Archive for December, 2009

I Know What Moms Like

Sunday, December 20th, 2009

Though she probably would have been more interested in a Steven King book and some Calphalon pots, I decided to build a video synthesizer for my Mom for Christmas. I also built one for my girl, who is generally more into blacklights than mom and one for me, because, you know, ho ho ho.


There were lots of reasons to do this. Partially because I think it’s cool to give gifts you make and less altruistically because I was still geeked about the little varactor synth that I’d made and wanted to do a new revision of it.

This synth still generates all the housekeeping signals with an AVR (as well as the colorburst) and switches them around with a 4051 multiplexer. However, it adds a clamp circuit which allowed control of color saturation (the old version was fully saturated color all the time) and a DC offset circuit which controlled brightness (that knob was also at 11). Those circuits worked _OK_ but not great, and I found I generally liked the results when everything was full out. There’s also an option to invert the color carrier, which WAS cool, in an epileptic kind of way. The sync signals on this guy were not _quite_ at the right levels either.

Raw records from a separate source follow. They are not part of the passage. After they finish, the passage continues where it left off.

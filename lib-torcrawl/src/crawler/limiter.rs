use governor::clock::DefaultClock;
use governor::middleware::NoOpMiddleware;
use governor::state::{InMemoryState, NotKeyed};
use governor::Quota;
use std::num::NonZeroU32;
use tokio::time::Duration;
use tokio_util::sync::CancellationToken;

use crate::Error;

type DirectLimiter = governor::RateLimiter<NotKeyed, InMemoryState, DefaultClock, NoOpMiddleware>;

/// A token bucket shared by every worker: one token per outgoing request,
/// replenished at `rate` tokens per second with up to `burst` banked.
pub struct RateLimiter {
    inner: DirectLimiter,
}

impl RateLimiter {
    pub fn new(rate: f64, burst: u32) -> Result<RateLimiter, Error> {
        if !rate.is_finite() || rate <= 0.0 {
            return Err(Error::BadConfig(format!("rate must be positive: {rate}")));
        }
        let burst = NonZeroU32::new(burst)
            .ok_or_else(|| Error::BadConfig("burst must be at least 1".to_owned()))?;

        let period = Duration::from_secs_f64(1.0 / rate);
        let quota = Quota::with_period(period)
            .ok_or_else(|| Error::BadConfig(format!("rate too high: {rate}")))?
            .allow_burst(burst);

        Ok(RateLimiter {
            inner: governor::RateLimiter::direct(quota),
        })
    }

    /// Blocks until a token is available or the crawl is cancelled.
    pub async fn wait(&self, cancel: &CancellationToken) -> Result<(), Error> {
        tokio::select! {
            _ = cancel.cancelled() => Err(Error::Interrupted),
            _ = self.inner.until_ready() => Ok(()),
        }
    }
}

The idea is basically the same as the last varactor synth; except there are now multiple stages of RC phase shift. Each stage uses a SMV1255 “Hyperabrupt Junction Tuning Varactor” as the cap in that RC which is driven by a control voltage. Each stage is also buffered by an XOR gate, to square the signal back up after passing through the RC. One thing I also screwed up in this design was running the chain of buffers NON-INVERTING. This meant that with big phase shifts (which also meant big attenuation from the filter) the color carrier would eventually disappear, I assume because of the asymmetrical thresholds in the gates. On a scope you’d just see the duty cycle getting farther and farther from 50% and then just disappear entirely. The big solder mess here shows the workaround I did to fix this, which helped. Using comparators would help even more. Using a different circuit topology entirely would prove to be the most helpful….

Still this synth was pretty cool. Because it was for Moms and GFs, it was designed to be standalone and not require any inputs. There’s a little prototyping area where I made some function generators to make repetitive waveforms to drive the various color stuff.

xo
TB

Varactor Based Video Synth Prototype

Saturday, December 5th, 2009

My first winter in Brooklyn I made this biz. It’s a video synth that I put together on a little Narrat1ve-specific protoboard (or as I call it, the Narrat1ve Big Wizard). It’s different than the last one in lots of important ways. It’s NTSC, and generates all its own sync and blanking pulses in software (that mess is coded in C for the AVR). I spend a lot of time looking at Bruce Land’s stuff, as well as the always-on-point Owen Osborn.

More importantly I figured out how to get a continuously variable phase shift of the color carrier (analog color!) using varactor diodes! This was a big step in making stuff that looked cool. Varactors are not ideal in a lot of ways, but they are sure simple.

I slapped this guy together for a talk I gave at La Superette that I got asked to do by the inimitable Kyle and Tali from Lovid. They were really cool about this talk and I had a great time!

This really beautiful and simple proto has since been deprecated by the monsters II’ve made since and is hanging around in some drawer or other. Sad, really. Ask Too $hort about it.